By johnboy - 8 January 2014 47

dog trucks

TAMS are celebrating the arrival of all singing and dancing dog catching trucks:

Domestic Animal Services (DAS) has received two new state-of-the-art vehicles that will make conditions safer and more comfortable for dogs being transported, while also limiting the risk to rangers by reducing the need to handle heavy or aggressive dogs.

Manager of Licensing and Compliance Michael Brice said the new vehicles will help DAS deliver a better service to the community.

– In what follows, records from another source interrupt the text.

//! Error types for backend operations

use std::fmt;

use crate::backend::BufferHandle;

/// Result type for backend operations
pub type Result<T> = std::result::Result<T, BackendError>;

/// Errors that can occur while driving an accelerator
#[derive(Debug, thiserror::Error)]
pub enum BackendError {
    /// No compute platform is installed
    #[error("no compute platform available: {0}")]
    NoPlatform(String),

    /// A platform exists but exposes no usable device
    #[error("no compute device available: {0}")]
    NoDevice(String),

    #[error("failed to create execution context: {0}")]
    ContextCreationFailed(String),

    #[error("failed to create command queue: {0}")]
    QueueCreationFailed(String),

    /// An operation was issued before `setup`
    #[error("backend `{0}` used before setup")]
    NotInitialized(&'static str),

    /// `setup` was issued twice
    #[error("backend `{0}` is already set up")]
    AlreadyInitialized(&'static str),

    /// Kernel source failed to compile or does not export the entry point
    #[error("failed to compile kernel `{kernel}`: {diagnostic}")]
    CompileError { kernel: String, diagnostic: String },

    #[error("failed to allocate {size} bytes: {reason}")]
    AllocationFailed { size: usize, reason: String },

    #[error("invalid buffer handle: {0}")]
    InvalidBufferHandle(u64),

    #[error("invalid kernel handle: {0}")]
    InvalidKernelHandle(u64),

    /// Host/device copy failed or would overrun the buffer
    #[error("transfer on {buffer} failed: {reason}")]
    TransferFailed { buffer: BufferHandle, reason: String },

    #[error("failed to bind argument {index} of kernel `{kernel}`: {reason}")]
    ArgBindingFailed {
        kernel: String,
        index: usize,
        reason: String,
    },

    #[error("failed to dispatch kernel `{kernel}`: {reason}")]
    DispatchFailed { kernel: String, reason: String },

    /// A local work size does not evenly divide the global work size
    #[error("local size {local} does not divide global size {global} in dimension {dim}")]
    InvalidWorkSize { dim: usize, global: u64, local: u64 },

    #[error("unsupported operation: {0}")]
    UnsupportedOperation(String),
}

impl BackendError {
    /// Create a compile error carrying the underlying diagnostic
    pub fn compile_error(kernel: impl Into<String>, diagnostic: impl fmt::Display) -> Self {
        Self::CompileError {
            kernel: kernel.into(),
            diagnostic: diagnostic.to_string(),
        }
    }

    pub fn allocation_failed(size: usize, reason: impl fmt::Display) -> Self {
        Self::AllocationFailed {
            size,
            reason: reason.to_string(),
        }
    }

    pub fn transfer_failed(buffer: BufferHandle, reason: impl fmt::Display) -> Self {
        Self::TransferFailed {
            buffer,
            reason: reason.to_string(),
        }
    }

    pub fn arg_binding_failed(kernel: impl Into<String>, index: usize, reason: impl fmt::Display) -> Self {
        Self::ArgBindingFailed {
            kernel: kernel.into(),
            index,
            reason: reason.to_string(),
        }
    }

    pub fn dispatch_failed(kernel: impl Into<String>, reason: impl fmt::Display) -> Self {
        Self::DispatchFailed {
            kernel: kernel.into(),
            reason: reason.to_string(),
        }
    }

    /// Create an unsupported operation error
    pub fn unsupported(msg: impl Into<String>) -> Self {
        Self::UnsupportedOperation(msg.into())
    }

    /// Whether this error came from device discovery or context setup.
    pub fn is_setup_failure(&self) -> bool {
        matches!(
            self,
            Self::NoPlatform(_) | Self::NoDevice(_) | Self::ContextCreationFailed(_) | Self::QueueCreationFailed(_)
        )
    }
}

#[cfg(test)]
mod tests {
    use super::*;

    #[test]
    fn test_messages_name_the_kernel() {
        let err = BackendError::compile_error("add", "expected ';'");
        assert_eq!(err.to_string(), "failed to compile kernel `add`: expected ';'");

        let err = BackendError::dispatch_failed("relu", BackendError::InvalidWorkSize { dim: 0, global: 10, local: 3 });
        assert_eq!(
            err.to_string(),
            "failed to dispatch kernel `relu`: local size 3 does not divide global size 10 in dimension 0"
        );
    }

    #[test]
    fn test_transfer_error_names_buffer() {
        let err = BackendError::transfer_failed(BufferHandle::new(7), "too large");
        assert_eq!(err.to_string(), "transfer on buf7 failed: too large");
    }

    #[test]
    fn test_setup_failure_classification() {
        assert!(BackendError::NoDevice("none".into()).is_setup_failure());
        assert!(BackendError::QueueCreationFailed("x".into()).is_setup_failure());
        assert!(!BackendError::InvalidBufferHandle(1).is_setup_failure());
    }
}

“The new state-of-the-art trucks are capable of transporting up to seven dogs ranging from big to small, all in separate cages. They also include a cage system which can be lowered to street level, reducing manual handling and heavy lifting, to make the vehicle safer for dogs and rangers,” Mr Brice said.

“Lifting a large dog into the back of a vehicle can be difficult, and if the dog is dangerous there can be a risk to the ranger and the animal. As the new vehicle can lower two of its cages to the ground, rangers can simply walk the animal into the back of the vehicle and secure it. The cage can then be repositioned on the back of the vehicle using a winch.”

Mr Brice said the new truck would be particularly handy over the upcoming holiday period, when DAS rangers generally collect more stray dogs, as pet owners go on holiday and leave their pets at home.

[Photo supplied]

What’s Your opinion?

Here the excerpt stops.